• _EXERCISE INSTRUCTIONS_: In the entries below, the word "domain" appears on some lines. Copy each of those lines.

• _DATA FOR PROCESSING_:
//! [`Booking`] definitions.
//!
//! A [`Booking`] reserves a [`Room`] for a [`Stay`], which is a half-open
//! interval of dates: guests check in on [`Stay::check_in()`] and leave on
//! [`Stay::check_out()`], so the check-out day is free for the next guests.
//!
//! [`Room`]: crate::domain::Room

use common::{define_kind, unit, Date, DateTimeOf, Money};
#[cfg(doc)]
use common::DateTime;
use derive_more::{Display, Error};

#[cfg(doc)]
use super::Customer;
use super::{customer, define_id, room};

/// Reservation of a room by a [`Customer`].
#[derive(Clone, Debug)]
pub struct Booking {
    /// ID of this [`Booking`].
    pub id: Id,

    /// ID of the [`Customer`] who made this [`Booking`].
    pub customer_id: customer::Id,

    /// ID of the booked room.
    pub room_id: room::Id,

    /// [`Stay`] this [`Booking`] reserves the room for.
    pub stay: Stay,

    /// Total price of this [`Booking`].
    pub total_price: Money,

    /// [`Status`] of this [`Booking`].
    pub status: Status,

    /// [`DateTime`] when this [`Booking`] was made.
    pub booked_at: CreationDateTime,
}

impl Booking {
    /// Indicates whether this [`Booking`] still holds its room, so blocks
    /// other [`Booking`]s of overlapping [`Stay`]s.
    #[must_use]
    pub fn is_active(&self) -> bool {
        self.status != Status::Cancelled
    }

    /// Moves this [`Booking`] to the provided [`Status`].
    ///
    /// # Errors
    ///
    /// With [`InvalidTransition`] if the current [`Status`] cannot be changed
    /// to the provided one, leaving this [`Booking`] untouched.
    pub fn transition(&mut self, to: Status) -> Result<(), InvalidTransition> {
        if !self.status.can_become(to) {
            return Err(InvalidTransition {
                from: self.status,
                to,
            });
        }
        self.status = to;
        Ok(())
    }
}

define_id! {
    #[doc = "ID of a [`Booking`]."]
    Id
}

define_kind! {
    #[doc = "Status of a [`Booking`]."]
    enum Status {
        #[doc = "[`Booking`] is made, but not paid yet."]
        Confirmed = 1,

        #[doc = "[`Booking`] is paid."]
        Paid = 2,

        #[doc = "[`Booking`] is cancelled and doesn't hold its room anymore."]
        Cancelled = 3,
    }
}

impl Status {
    /// Indicates whether this [`Status`] can be changed to the provided one.
    ///
    /// Only a [`Status::Confirmed`] [`Booking`] may be paid or cancelled,
    /// other statuses are terminal.
    #[must_use]
    pub const fn can_become(self, to: Self) -> bool {
        matches!(
            (self, to),
            (Self::Confirmed, Self::Paid | Self::Cancelled),
        )
    }
}

/// Error of an impossible [`Status`] change.
#[derive(Clone, Copy, Debug, Display, Eq, Error, PartialEq)]
#[display("`Booking` cannot become `{to}` from `{from}`")]
pub struct InvalidTransition {
    /// [`Status`] the [`Booking`] has.
    #[error(not(source))]
    pub from: Status,

    /// [`Status`] requested for the [`Booking`].
    pub to: Status,
}

/// Half-open `[check_in, check_out)` interval of dates a room is reserved
/// for.
///
/// It always spans at least a single night.
#[derive(Clone, Copy, Debug, Eq, Hash, PartialEq)]
pub struct Stay {
    /// [`Date`] of the arrival.
    check_in: Date,

    /// [`Date`] of the departure.
    check_out: Date,
}

impl Stay {
    /// Creates a new [`Stay`].
    ///
    /// # Errors
    ///
    /// With [`InvalidStay`] if `check_out` is not after `check_in`.
    pub fn new(check_in: Date, check_out: Date) -> Result<Self, InvalidStay> {
        if check_in < check_out {
            Ok(Self {
                check_in,
                check_out,
            })
        } else {
            Err(InvalidStay {
                check_in,
                check_out,
            })
        }
    }

    /// Returns the [`Date`] of the arrival.
    #[must_use]
    pub const fn check_in(&self) -> Date {
        self.check_in
    }

    /// Returns the [`Date`] of the departure.
    #[must_use]
    pub const fn check_out(&self) -> Date {
        self.check_out
    }

    /// Returns the number of nights of this [`Stay`].
    #[must_use]
    pub fn nights(&self) -> u32 {
        // Positive by construction, and a date range fits into `u32` days.
        u32::try_from(self.check_in.days_until(self.check_out))
            .unwrap_or(u32::MAX)
    }

    /// Indicates whether this [`Stay`] shares at least one night with the
    /// `other` one.
    ///
    /// Back-to-back [`Stay`]s (one checks out when the other checks in) don't
    /// overlap.
    #[must_use]
    pub fn overlaps(&self, other: &Self) -> bool {
        self.check_in < other.check_out && other.check_in < self.check_out
    }

    /// Returns the total price of this [`Stay`] with the provided `nightly`
    /// price.
    ///
    /// [`None`] is returned on overflow.
    #[must_use]
    pub fn price(&self, nightly: Money) -> Option<Money> {
        nightly.times(self.nights())
    }
}

/// Error of creating a [`Stay`] out of a reversed or empty date range.
#[derive(Clone, Copy, Debug, Display, Eq, Error, PartialEq)]
#[display(
    "check-out date `{check_out}` must be after check-in date `{check_in}`"
)]
pub struct InvalidStay {
    /// Requested check-in [`Date`].
    #[error(not(source))]
    pub check_in: Date,

    /// Requested check-out [`Date`].
    pub check_out: Date,
}

/// Error of [`compute_price()`].
#[derive(Clone, Copy, Debug, Display, Eq, Error, PartialEq)]
pub enum PriceError {
    /// Date range is empty or reversed.
    #[display("{_0}")]
    InvalidStay(InvalidStay),

    /// Total price doesn't fit into [`Money`].
    #[display("total price overflows")]
    Overflow,
}

/// Computes the total price of staying from `check_in` till `check_out` with
/// the provided `nightly` price.
///
/// # Errors
///
/// - [`PriceError::InvalidStay`] if `check_out` is not after `check_in`;
/// - [`PriceError::Overflow`] if the total price doesn't fit into [`Money`].
pub fn compute_price(
    nightly: Money,
    check_in: Date,
    check_out: Date,
) -> Result<Money, PriceError> {
    Stay::new(check_in, check_out)
        .map_err(PriceError::InvalidStay)?
        .price(nightly)
        .ok_or(PriceError::Overflow)
}

/// Indicates whether the room can be booked for the provided [`Stay`], given
/// the existing `bookings`.
///
/// Only active [`Booking`]s of the same room are taken into account.
#[must_use]
pub fn is_available<'b>(
    bookings: impl IntoIterator<Item = &'b Booking>,
    room_id: room::Id,
    stay: &Stay,
) -> bool {
    !bookings.into_iter().any(|b| {
        b.room_id == room_id && b.is_active() && b.stay.overlaps(stay)
    })
}

/// [`DateTime`] when a [`Booking`] was made.
pub type CreationDateTime = DateTimeOf<(Booking, unit::Creation)>;

#[cfg(test)]
mod spec {
    use std::str::FromStr as _;

    use common::{money::Currency, Date, DateTime, Money};
    use rust_decimal::Decimal;

    use crate::domain::{customer, room};

    use super::{
        compute_price, is_available, Booking, Id, InvalidTransition,
        PriceError, Status, Stay,
    };

    fn date(s: &str) -> Date {
        Date::from_str(s).unwrap()
    }

    fn stay(from: &str, to: &str) -> Stay {
        Stay::new(date(from), date(to)).unwrap()
    }

    fn usd(amount: i64) -> Money {
        Money::new(Decimal::from(amount), Currency::Usd)
    }

    fn booking(room_id: room::Id, stay: Stay, status: Status) -> Booking {
        Booking {
            id: Id::new(),
            customer_id: customer::Id::new(),
            room_id,
            stay,
            total_price: usd(100),
            status,
            booked_at: DateTime::now().coerce(),
        }
    }

    #[test]
    fn stay_requires_at_least_one_night() {
        assert!(Stay::new(date("2025-01-05"), date("2025-01-05")).is_err());
        assert!(Stay::new(date("2025-01-08"), date("2025-01-05")).is_err());
        assert_eq!(stay("2025-01-05", "2025-01-06").nights(), 1);
        assert_eq!(stay("2024-12-30", "2025-01-02").nights(), 3);
    }

    #[test]
    fn overlap_is_half_open() {
        let booked = stay("2025-01-05", "2025-01-08");

        assert!(booked.overlaps(&stay("2025-01-06", "2025-01-10")));
        assert!(booked.overlaps(&stay("2025-01-01", "2025-01-06")));
        assert!(booked.overlaps(&stay("2025-01-06", "2025-01-07")));
        assert!(booked.overlaps(&stay("2025-01-01", "2025-01-10")));
        assert!(booked.overlaps(&booked));

        assert!(!booked.overlaps(&stay("2025-01-08", "2025-01-10")));
        assert!(!booked.overlaps(&stay("2025-01-01", "2025-01-05")));
        assert!(!stay("2025-01-08", "2025-01-10").overlaps(&booked));
    }

    #[test]
    fn computes_price() {
        assert_eq!(
            compute_price(usd(100), date("2025-01-01"), date("2025-01-03")),
            Ok(usd(200)),
        );
        assert_eq!(
            compute_price(usd(100), date("2025-01-08"), date("2025-01-10")),
            Ok(usd(200)),
        );
        assert!(matches!(
            compute_price(usd(100), date("2025-01-03"), date("2025-01-03")),
            Err(PriceError::InvalidStay(_)),
        ));
        assert!(matches!(
            compute_price(usd(100), date("2025-01-03"), date("2025-01-01")),
            Err(PriceError::InvalidStay(_)),
        ));
    }

    #[test]
    fn availability_ignores_cancelled_and_other_rooms() {
        let room_id = room::Id::new();
        let other_room_id = room::Id::new();
        let requested = stay("2025-01-06", "2025-01-10");

        assert!(is_available([], room_id, &requested));

        let cancelled = booking(
            room_id,
            stay("2025-01-05", "2025-01-08"),
            Status::Cancelled,
        );
        let other_room = booking(
            other_room_id,
            stay("2025-01-05", "2025-01-08"),
            Status::Confirmed,
        );
        assert!(is_available([&cancelled, &other_room], room_id, &requested));

        let paid =
            booking(room_id, stay("2025-01-05", "2025-01-08"), Status::Paid);
        assert!(!is_available([&cancelled, &paid], room_id, &requested));
        assert!(is_available(
            [&paid],
            room_id,
            &stay("2025-01-08", "2025-01-10"),
        ));
    }

    #[test]
    fn only_confirmed_bookings_transition() {
        let mut b = booking(
            room::Id::new(),
            stay("2025-01-05", "2025-01-08"),
            Status::Confirmed,
        );
        assert_eq!(b.transition(Status::Paid), Ok(()));
        assert_eq!(b.status, Status::Paid);

        assert_eq!(
            b.transition(Status::Cancelled),
            Err(InvalidTransition {
                from: Status::Paid,
                to: Status::Cancelled,
            }),
        );
        assert_eq!(b.status, Status::Paid);

        let mut b = booking(
            room::Id::new(),
            stay("2025-01-05", "2025-01-08"),
            Status::Cancelled,
        );
        assert!(b.transition(Status::Confirmed).is_err());
        assert!(b.transition(Status::Paid).is_err());
        assert_eq!(b.status, Status::Cancelled);

        assert!(!Status::Confirmed.can_become(Status::Confirmed));
        assert!(Status::Confirmed.can_become(Status::Cancelled));
    }
}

• _RESPONSE TO THE EXERCISE_:
//! [`Room`]: crate::domain::Room
    use crate::domain::{customer, room};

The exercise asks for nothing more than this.